In modern society, we have come to regard art as something that occurs independent of other influences. We tend to see art pieces as autonomous of each other while, in reality, the artists who create them are influenced by everything, including other artists.

Professor Caroline Jones of MIT visited Smith on Thursday, March 31 to address her thoughts on this topic in a lecture called “Predicated Internationalism — ‘Peripheries’ and the Global Work of Art.” During this lecture, Jones asserted her belief that “art is never autonomous.” She traced this idea back to the world’s fairs and biennials in Brazil and Paris. Jones argued that these world-wide events structured a set of imperatives that artists then followed.

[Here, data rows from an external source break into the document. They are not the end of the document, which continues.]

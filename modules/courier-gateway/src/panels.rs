//! Operator information panels: statistics and recent registrations.

use anyhow::Result;

use courier_common::CountryCode;
use courier_store::ParticipantStore;

pub async fn stats_panel(participants: &ParticipantStore) -> Result<String> {
    let total = participants.count().await?;
    if total == 0 {
        return Ok("📊 No participants registered yet.".to_string());
    }

    let mut text = format!("📊 PARTICIPANT STATISTICS\n\n👥 Total: {total}\n\n🌍 By country:\n");
    for row in participants.count_by_country().await? {
        let label = match CountryCode::from_code(&row.country) {
            Some(code) => format!("{} {}", code.flag(), code.name()),
            None => row.country.clone(),
        };
        let share = row.count as f64 / total as f64 * 100.0;
        text.push_str(&format!("• {label}: {} ({share:.1}%)\n", row.count));
    }
    Ok(text)
}

pub async fn recent_panel(participants: &ParticipantStore) -> Result<String> {
    let recent = participants.list_recent(15).await?;
    if recent.is_empty() {
        return Ok("🕒 No participants registered yet.".to_string());
    }

    let mut text = "🕒 RECENT REGISTRATIONS\n\n".to_string();
    for (i, p) in recent.iter().enumerate() {
        text.push_str(&format!(
            "{}. {}\n   {} {} · {} · {}\n   ID: {}\n\n",
            i + 1,
            p.name,
            p.country.flag(),
            p.country.name(),
            p.phone,
            p.registered_at.format("%d/%m/%Y"),
            p.id
        ));
    }
    Ok(text)
}
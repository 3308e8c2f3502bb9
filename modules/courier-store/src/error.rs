/// Result type alias for store operations.
pub type Result<T> = std::result::Result<T, StoreError>;

#[derive(Debug, thiserror::Error)]
pub enum StoreError {
    #[error("Database error: {0}")]
    Database(#[from] sqlx::Error),

    #[error("Corrupt row for chat {chat_id}: {detail}")]
    CorruptRow { chat_id: i64, detail: String },
}
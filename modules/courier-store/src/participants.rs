// Postgres persistence for registered participants.

use chrono::{DateTime, Utc};
use sqlx::PgPool;

use courier_common::{ChatId, CountryCode, LanguageCode, Participant};

use crate::error::{Result, StoreError};

#[derive(Clone)]
pub struct ParticipantStore {
    pool: PgPool,
}

/// A row from the participants table.
#[derive(Debug, Clone, sqlx::FromRow)]
struct ParticipantRow {
    chat_id: i64,
    name: String,
    phone: String,
    language: String,
    country: String,
    registered_at: DateTime<Utc>,
    last_active: DateTime<Utc>,
}

impl ParticipantRow {
    fn into_participant(self) -> Result<Participant> {
        let language = LanguageCode::from_code(&self.language).ok_or_else(|| {
            StoreError::CorruptRow {
                chat_id: self.chat_id,
                detail: format!("unknown language code {:?}", self.language),
            }
        })?;
        let country = CountryCode::from_code(&self.country).ok_or_else(|| {
            StoreError::CorruptRow {
                chat_id: self.chat_id,
                detail: format!("unknown country code {:?}", self.country),
            }
        })?;

        Ok(Participant {
            id: ChatId(self.chat_id),
            name: self.name,
            phone: self.phone,
            language,
            country,
            registered_at: self.registered_at,
            last_active: self.last_active,
        })
    }
}

/// Per-country participant count, for the operator statistics panel.
#[derive(Debug, Clone, sqlx::FromRow)]
pub struct CountryCount {
    pub country: String,
    pub count: i64,
}

impl ParticipantStore {
    pub fn new(pool: PgPool) -> Self {
        Self { pool }
    }

    pub async fn get(&self, id: ChatId) -> Result<Option<Participant>> {
        let row = sqlx::query_as::<_, ParticipantRow>(
            r#"
            SELECT * FROM participants
            WHERE chat_id = $1
            "#,
        )
        .bind(id.0)
        .fetch_optional(&self.pool)
        .await?;

        row.map(ParticipantRow::into_participant).transpose()
    }

    /// Insert the completed participant and retire any registration session
    /// for the same identity, in one transaction. A crash can never leave
    /// both rows (or neither) behind.
    pub async fn create(&self, p: &Participant) -> Result<()> {
        let mut tx = self.pool.begin().await?;

        sqlx::query(
            r#"
            INSERT INTO participants
                (chat_id, name, phone, language, country, registered_at, last_active)
            VALUES ($1, $2, $3, $4, $5, $6, $7)
            "#,
        )
        .bind(p.id.0)
        .bind(&p.name)
        .bind(&p.phone)
        .bind(p.language.code())
        .bind(p.country.code())
        .bind(p.registered_at)
        .bind(p.last_active)
        .execute(&mut *tx)
        .await?;

        sqlx::query("DELETE FROM registration_sessions WHERE chat_id = $1")
            .bind(p.id.0)
            .execute(&mut *tx)
            .await?;

        tx.commit().await?;
        Ok(())
    }

    /// All participants, most recently registered first.
    pub async fn list_all(&self) -> Result<Vec<Participant>> {
        let rows = sqlx::query_as::<_, ParticipantRow>(
            r#"
            SELECT * FROM participants
            ORDER BY registered_at DESC
            "#,
        )
        .fetch_all(&self.pool)
        .await?;

        rows.into_iter()
            .map(ParticipantRow::into_participant)
            .collect()
    }

    /// Participants with an exact country match, most recent first.
    pub async fn list_by_country(&self, country: CountryCode) -> Result<Vec<Participant>> {
        let rows = sqlx::query_as::<_, ParticipantRow>(
            r#"
            SELECT * FROM participants
            WHERE country = $1
            ORDER BY registered_at DESC
            "#,
        )
        .bind(country.code())
        .fetch_all(&self.pool)
        .await?;

        rows.into_iter()
            .map(ParticipantRow::into_participant)
            .collect()
    }

    /// Latest registrations, for the operator recent-participants panel.
    pub async fn list_recent(&self, limit: i64) -> Result<Vec<Participant>> {
        let rows = sqlx::query_as::<_, ParticipantRow>(
            r#"
            SELECT * FROM participants
            ORDER BY registered_at DESC
            LIMIT $1
            "#,
        )
        .bind(limit)
        .fetch_all(&self.pool)
        .await?;

        rows.into_iter()
            .map(ParticipantRow::into_participant)
            .collect()
    }

    pub async fn count(&self) -> Result<i64> {
        let count = sqlx::query_scalar::<_, i64>("SELECT COUNT(*) FROM participants")
            .fetch_one(&self.pool)
            .await?;
        Ok(count)
    }

    pub async fn count_by_country(&self) -> Result<Vec<CountryCount>> {
        let rows = sqlx::query_as::<_, CountryCount>(
            r#"
            SELECT country, COUNT(*) AS count
            FROM participants
            GROUP BY country
            ORDER BY count DESC
            "#,
        )
        .fetch_all(&self.pool)
        .await?;
        Ok(rows)
    }

    /// Refresh last_active. A no-op for unknown ids.
    pub async fn touch_last_active(&self, id: ChatId) -> Result<()> {
        sqlx::query("UPDATE participants SET last_active = now() WHERE chat_id = $1")
            .bind(id.0)
            .execute(&self.pool)
            .await?;
        Ok(())
    }
}
//! ROM image inspection.

pub mod ines;

pub use ines::{parse_header, verify_image, Mirroring, RomInfo};

use crate::error::ValidationError;
use std::io;
use std::path::Path;

/// Read a linked image from disk and verify its iNES header.
pub fn verify_rom_file(path: &Path) -> Result<RomInfo, ValidationError> {
    let bytes = std::fs::read(path).map_err(|e| match e.kind() {
        io::ErrorKind::NotFound => ValidationError::ImageMissing(path.display().to_string()),
        _ => ValidationError::ImageUnreadable {
            path: path.display().to_string(),
            reason: e.to_string(),
        },
    })?;
    verify_image(&bytes)
}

“My talk today emerges from this paradox of the embedding of an autonomous art into instrumentalized global pictures,” Jones said. “The global work of art explores the productive tensions between a discursively constructed autonomous aesthetic ground and the very real geopolitical space that produces them.” Jones reminds us that art is never created in a vacuum. Social and political influences cannot help but affect art.

Throughout the lecture Jones discussed the connections between artists of different regions, by highlighting artists known for their similar styles. In particular, Jones focused on Sadequain, a Pakistani artist often referred to as the “Pakistani Picasso,” and Victor Brecheret, also known as the “Brazilian Rodin.”

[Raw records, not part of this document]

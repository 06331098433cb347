//! Core data types for NES ROM Builder.

use serde::{Deserialize, Serialize};
use std::fmt;
use std::path::{Path, PathBuf};

use crate::rom::RomInfo;

/// What to do when a tool step fails.
#[derive(Debug, Clone, Copy, PartialEq, Eq, Serialize, Deserialize)]
#[serde(rename_all = "lowercase")]
pub enum FailurePolicy {
    /// Stop at the first failing step and return its error.
    Halt,
    /// Record the failure and keep running the remaining steps.
    Continue,
}

impl Default for FailurePolicy {
    fn default() -> Self {
        FailurePolicy::Halt
    }
}

/// External tool category.
#[derive(Debug, Clone, Copy, PartialEq, Eq, Hash, Serialize, Deserialize)]
pub enum ToolKind {
    Assembler,
    Linker,
}

impl fmt::Display for ToolKind {
    fn fmt(&self, f: &mut fmt::Formatter<'_>) -> fmt::Result {
        match self {
            ToolKind::Assembler => write!(f, "assembler"),
            ToolKind::Linker => write!(f, "linker"),
        }
    }
}

/// One assembly source and the object file it produces.
#[derive(Debug, Clone, PartialEq, Eq, Serialize, Deserialize)]
pub struct SourceUnit {
    pub source: PathBuf,
    pub object: PathBuf,
}

impl SourceUnit {
    pub fn new(source: impl Into<PathBuf>, object: impl Into<PathBuf>) -> Self {
        SourceUnit {
            source: source.into(),
            object: object.into(),
        }
    }
}

/// Build configuration.
///
/// Relative paths are resolved against `working_dir`; tools are spawned with
/// `working_dir` as their current directory.
#[derive(Debug, Clone, PartialEq, Eq, Serialize, Deserialize)]
#[serde(default)]
pub struct BuildConfig {
    pub working_dir: PathBuf,
    pub output_dir: PathBuf,
    pub sources: Vec<SourceUnit>,
    pub link_config: PathBuf,
    pub output_image: PathBuf,
    pub assembler: String,
    pub linker: String,
    pub assembler_args: Vec<String>,
    pub linker_args: Vec<String>,
    pub failure_policy: FailurePolicy,
    pub verify_image: bool,
    pub tool_timeout_secs: Option<u64>,
}

impl Default for BuildConfig {
    fn default() -> Self {
        BuildConfig {
            working_dir: PathBuf::from("."),
            output_dir: PathBuf::from("build"),
            sources: vec![
                SourceUnit::new("main.s", "build/main.o"),
                SourceUnit::new("header.s", "build/header.o"),
            ],
            link_config: PathBuf::from("link.x"),
            output_image: PathBuf::from("build/rom.nes"),
            assembler: "ca65".to_string(),
            linker: "ld65".to_string(),
            assembler_args: Vec::new(),
            linker_args: Vec::new(),
            failure_policy: FailurePolicy::Halt,
            verify_image: true,
            tool_timeout_secs: None,
        }
    }
}

impl BuildConfig {
    /// Resolve a configured path against the working directory.
    pub fn resolve(&self, path: &Path) -> PathBuf {
        if path.is_absolute() {
            path.to_path_buf()
        } else {
            self.working_dir.join(path)
        }
    }

    /// Object files in link order.
    pub fn objects(&self) -> Vec<PathBuf> {
        self.sources.iter().map(|unit| unit.object.clone()).collect()
    }
}

/// Diagnostic severity reported by ca65/ld65.
#[derive(Debug, Clone, Copy, PartialEq, Eq, Serialize, Deserialize)]
pub enum Severity {
    Error,
    Warning,
    Note,
}

impl fmt::Display for Severity {
    fn fmt(&self, f: &mut fmt::Formatter<'_>) -> fmt::Result {
        match self {
            Severity::Error => write!(f, "error"),
            Severity::Warning => write!(f, "warning"),
            Severity::Note => write!(f, "note"),
        }
    }
}

/// A single diagnostic line parsed from tool output.
#[derive(Debug, Clone, PartialEq, Eq, Serialize, Deserialize)]
pub struct Diagnostic {
    pub severity: Severity,
    pub file: Option<String>,
    pub line: Option<u32>,
    pub message: String,
}

impl Diagnostic {
    pub fn is_error(&self) -> bool {
        self.severity == Severity::Error
    }
}

impl fmt::Display for Diagnostic {
    fn fmt(&self, f: &mut fmt::Formatter<'_>) -> fmt::Result {
        match (&self.file, self.line) {
            (Some(file), Some(line)) => write!(f, "{}:{}: ", file, line)?,
            (Some(file), None) => write!(f, "{}: ", file)?,
            _ => {}
        }
        write!(f, "{}: {}", self.severity, self.message)
    }
}

/// Captured result of one external tool invocation.
#[derive(Debug, Clone, Serialize, Deserialize)]
pub struct ToolOutput {
    pub tool: ToolKind,
    pub program: String,
    pub args: Vec<String>,
    /// `None` when the process was terminated by a signal.
    pub exit_code: Option<i32>,
    pub stdout: Vec<String>,
    pub stderr: Vec<String>,
    pub diagnostics: Vec<Diagnostic>,
}

impl ToolOutput {
    pub fn success(&self) -> bool {
        self.exit_code == Some(0)
    }

    /// Shell-like rendering of the invocation, for logs.
    pub fn command_line(&self) -> String {
        std::iter::once(self.program.as_str())
            .chain(self.args.iter().map(String::as_str))
            .collect::<Vec<_>>()
            .join(" ")
    }
}

/// A step of the build sequence.
#[derive(Debug, Clone, PartialEq, Eq, Serialize, Deserialize)]
pub enum BuildStep {
    CreateOutputDir,
    Assemble(PathBuf),
    Link,
    VerifyImage,
}

impl fmt::Display for BuildStep {
    fn fmt(&self, f: &mut fmt::Formatter<'_>) -> fmt::Result {
        match self {
            BuildStep::CreateOutputDir => write!(f, "create output directory"),
            BuildStep::Assemble(source) => write!(f, "assemble {}", source.display()),
            BuildStep::Link => write!(f, "link"),
            BuildStep::VerifyImage => write!(f, "verify image"),
        }
    }
}

#[derive(Debug, Clone, PartialEq, Eq, Serialize, Deserialize)]
pub enum StepOutcome {
    Succeeded,
    Failed(String),
}

#[derive(Debug, Clone, PartialEq, Eq, Serialize, Deserialize)]
pub struct StepRecord {
    pub step: BuildStep,
    pub outcome: StepOutcome,
}

impl StepRecord {
    pub fn succeeded(&self) -> bool {
        self.outcome == StepOutcome::Succeeded
    }
}

/// Summary of a finished build run.
#[derive(Debug, Clone, Default, Serialize, Deserialize)]
pub struct BuildReport {
    pub steps: Vec<StepRecord>,
    pub image: Option<RomInfo>,
    pub success: bool,
}

impl BuildReport {
    pub fn record(&mut self, step: BuildStep, outcome: StepOutcome) {
        self.steps.push(StepRecord { step, outcome });
    }

    pub fn failed_steps(&self) -> impl Iterator<Item = &StepRecord> {
        self.steps.iter().filter(|record| !record.succeeded())
    }

    /// Whether a step of the given kind was attempted.
    pub fn attempted(&self, step: &BuildStep) -> bool {
        self.steps.iter().any(|record| &record.step == step)
    }
}
use std::path::{Path, PathBuf};
use std::process::ExitCode;
use std::sync::Arc;

use clap::Parser;
use log::LevelFilter;

use nes_rom_builder::config::{self, ConfigOverrides};
use nes_rom_builder::{build_rom, BuildConfig, BuildError, BuildReport, FailurePolicy, LogCollector};

const EXIT_SUCCESS: u8 = 0;
const EXIT_BUILD_FAILED: u8 = 1;
const EXIT_CONFIG_ERROR: u8 = 2;

#[derive(Parser)]
#[command(author, version, about, long_about = None)]
struct Args {
    /// JSON build configuration (defaults: main.s + header.s + link.x -> build/rom.nes)
    #[clap(long)]
    config: Option<PathBuf>,

    /// Directory the build runs in; relative paths resolve against it
    #[clap(short = 'C', long = "workdir")]
    workdir: Option<PathBuf>,

    /// Assembler executable
    #[clap(long)]
    assembler: Option<String>,

    /// Linker executable
    #[clap(long)]
    linker: Option<String>,

    /// Keep running the remaining steps after a tool fails
    #[clap(long, default_value_t = false)]
    keep_going: bool,

    /// Skip iNES header verification of the linked image
    #[clap(long, default_value_t = false)]
    no_verify: bool,

    /// Kill a tool that runs longer than this many seconds
    #[clap(long)]
    timeout: Option<u64>,

    /// Where to write build logs (defaults to a directory under the system temp dir)
    #[clap(long)]
    log_dir: Option<PathBuf>,

    /// Print more output (-v debug, -vv trace)
    #[clap(short, long, action = clap::ArgAction::Count)]
    verbose: u8,

    /// Only print warnings and errors
    #[clap(short, long, default_value_t = false)]
    quiet: bool,

    /// Write the default configuration to this file and exit
    #[clap(long, value_name = "FILE")]
    write_default_config: Option<PathBuf>,
}

impl Args {
    fn overrides(&self) -> ConfigOverrides {
        ConfigOverrides {
            working_dir: self.workdir.clone(),
            assembler: self.assembler.clone(),
            linker: self.linker.clone(),
            failure_policy: self.keep_going.then_some(FailurePolicy::Continue),
            verify_image: self.no_verify.then_some(false),
            tool_timeout_secs: self.timeout,
        }
    }

    fn echo_level(&self) -> LevelFilter {
        match (self.quiet, self.verbose) {
            (true, _) => LevelFilter::Warn,
            (false, 0) => LevelFilter::Info,
            (false, 1) => LevelFilter::Debug,
            (false, _) => LevelFilter::Trace,
        }
    }
}

fn exit_status(result: &Result<BuildReport, BuildError>) -> u8 {
    match result {
        Ok(report) if report.success => EXIT_SUCCESS,
        _ => EXIT_BUILD_FAILED,
    }
}

fn print_success(report: &BuildReport, config: &BuildConfig) {
    match &report.image {
        Some(info) => println!(
            "{}: PRG {} KiB, CHR {} KiB, mapper {}, {:?} mirroring",
            config.output_image.display(),
            info.prg_size() / 1024,
            info.chr_size() / 1024,
            info.mapper,
            info.mirroring
        ),
        None => println!("{}: linked", config.output_image.display()),
    }
}

/// Report a failed build on stderr.
///
/// With a logger installed the orchestrator has already echoed every failure,
/// so only a pointer to the full log is printed.
fn print_failure(result: &Result<BuildReport, BuildError>, full_log: Option<&Path>) {
    if let Some(path) = full_log {
        eprintln!("build failed; full log at {}", path.display());
        return;
    }

    match result {
        Ok(report) => {
            for record in report.failed_steps() {
                if let nes_rom_builder::StepOutcome::Failed(reason) = &record.outcome {
                    eprintln!("error: {}: {}", record.step, reason);
                }
            }
        }
        Err(e) => eprintln!("error: {}", e),
    }
}

#[tokio::main]
async fn main() -> ExitCode {
    let args = Args::parse();

    if let Some(path) = &args.write_default_config {
        return match config::write_build_config(&BuildConfig::default(), path) {
            Ok(()) => {
                println!("wrote {}", path.display());
                ExitCode::SUCCESS
            }
            Err(e) => {
                eprintln!("error: {}", e);
                ExitCode::from(EXIT_CONFIG_ERROR)
            }
        };
    }

    let mut build_config = match config::load_or_default(args.config.as_deref()) {
        Ok(build_config) => build_config,
        Err(e) => {
            eprintln!("error: {}", e);
            return ExitCode::from(EXIT_CONFIG_ERROR);
        }
    };
    args.overrides().apply(&mut build_config);
    if let Err(e) = config::validate_config(&build_config) {
        eprintln!("error: {}", e);
        return ExitCode::from(EXIT_CONFIG_ERROR);
    }

    // =========================================================================
    // LOGGING INITIALIZATION
    // =========================================================================
    let log_dir = args
        .log_dir
        .clone()
        .unwrap_or_else(|| std::env::temp_dir().join("nes_rom_builder").join("logs"));
    let log_collector = match LogCollector::new(log_dir, args.echo_level()) {
        Ok(collector) => Some(Arc::new(collector)),
        Err(e) => {
            eprintln!("warning: file logging disabled: {}", e);
            None
        }
    };

    let mut echoed_log = None;
    if let Some(ref collector) = log_collector {
        let max_level = args.echo_level().max(LevelFilter::Debug);
        match collector.install(max_level) {
            Ok(()) => echoed_log = Some(collector.full_log_path().to_path_buf()),
            Err(e) => eprintln!("warning: failed to register logger: {}", e),
        }
        log::debug!("Logging to {}", collector.full_log_path().display());
    }

    // =========================================================================
    // BUILD
    // =========================================================================
    let result = build_rom(build_config.clone(), log_collector.clone()).await;
    let status = exit_status(&result);
    match &result {
        Ok(report) if report.success => print_success(report, &build_config),
        _ => print_failure(&result, echoed_log.as_deref()),
    }

    if let Some(collector) = log_collector {
        if let Err(e) = collector.wait_for_empty().await {
            eprintln!("warning: failed to flush logs: {}", e);
        }
    }

    ExitCode::from(status)
}

#[cfg(test)]
mod tests {
    use super::*;
    use nes_rom_builder::models::{BuildStep, StepOutcome};

    fn parse(argv: &[&str]) -> Args {
        Args::try_parse_from(std::iter::once("nes_rom_builder").chain(argv.iter().copied()))
            .expect("arguments should parse")
    }

    #[test]
    fn test_no_flags_override_nothing() {
        let mut config = BuildConfig::default();
        parse(&[]).overrides().apply(&mut config);
        assert_eq!(config, BuildConfig::default());
    }

    #[test]
    fn test_flags_map_to_overrides() {
        let args = parse(&[
            "-C", "game", "--assembler", "ca65.exe", "--linker", "ld65.exe",
            "--keep-going", "--no-verify", "--timeout", "30",
        ]);
        let mut config = BuildConfig::default();
        args.overrides().apply(&mut config);

        assert_eq!(config.working_dir, PathBuf::from("game"));
        assert_eq!(config.assembler, "ca65.exe");
        assert_eq!(config.linker, "ld65.exe");
        assert_eq!(config.failure_policy, FailurePolicy::Continue);
        assert!(!config.verify_image);
        assert_eq!(config.tool_timeout_secs, Some(30));
    }

    #[test]
    fn test_echo_level_from_verbosity() {
        assert_eq!(parse(&[]).echo_level(), LevelFilter::Info);
        assert_eq!(parse(&["-v"]).echo_level(), LevelFilter::Debug);
        assert_eq!(parse(&["-vv"]).echo_level(), LevelFilter::Trace);
        assert_eq!(parse(&["-q"]).echo_level(), LevelFilter::Warn);
        assert_eq!(parse(&["-q", "-v"]).echo_level(), LevelFilter::Warn);
    }

    #[test]
    fn test_timeout_must_be_numeric() {
        let argv = ["nes_rom_builder", "--timeout", "soon"];
        assert!(Args::try_parse_from(argv).is_err());
    }

    #[test]
    fn test_exit_status_mapping() {
        let mut report = BuildReport::default();
        report.record(BuildStep::CreateOutputDir, StepOutcome::Succeeded);
        report.success = true;
        assert_eq!(exit_status(&Ok(report.clone())), EXIT_SUCCESS);

        report.record(BuildStep::Link, StepOutcome::Failed("ld65 exited".to_string()));
        report.success = false;
        assert_eq!(exit_status(&Ok(report)), EXIT_BUILD_FAILED);

        let err = BuildError::OutputDirExists(PathBuf::from("build"));
        assert_eq!(exit_status(&Err(err)), EXIT_BUILD_FAILED);
    }
}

Jones discussed the many similarities between these artists and the ones they are named after, even drawing a connection between Sadequain’s decision to assume a shortened version of his name and Picasso’s decision to drop his father’s name. According to Jones these cases serve as prime examples of predicated internationalism.

“Identifying predicated internationalism allows us to reveal the constructed center of discourse, the dominant work genre — in this case, painting — and the designated periphery.” What we generally hear about art, and what we don’t hear, is constructed.

Jones studies modern and contemporary art with a focus on modes of production, distribution and reception. She studied art history and visual studies at Harvard College, did graduate work at the Institute of Fine Arts in New York and completed her Ph.D. at Stanford University. Jones has written several books including her forthcoming book “Desires for the World Picture: the global work of art.”

“In pursuing a longer history, I’m after how art works in realms that are variously produced as national, international, transnational,” Jones said. “I seek in this matrix the traces of artistic agency and audience appropriation that continue to change the game. I want to explore the linguistic evidence for artist’s engagement in and with geopolitics via a mechanism called predicated internationalism.”

This lecture is the first in the colloquium series “Future Fields: Global Methodologies and Art of the Middle East.” This colloquium aims to answer the question, “How can we reshape existing Western derived theories of culture, politics and society in order to study the many cultural practices that are only now being integrated into the humanities purview?”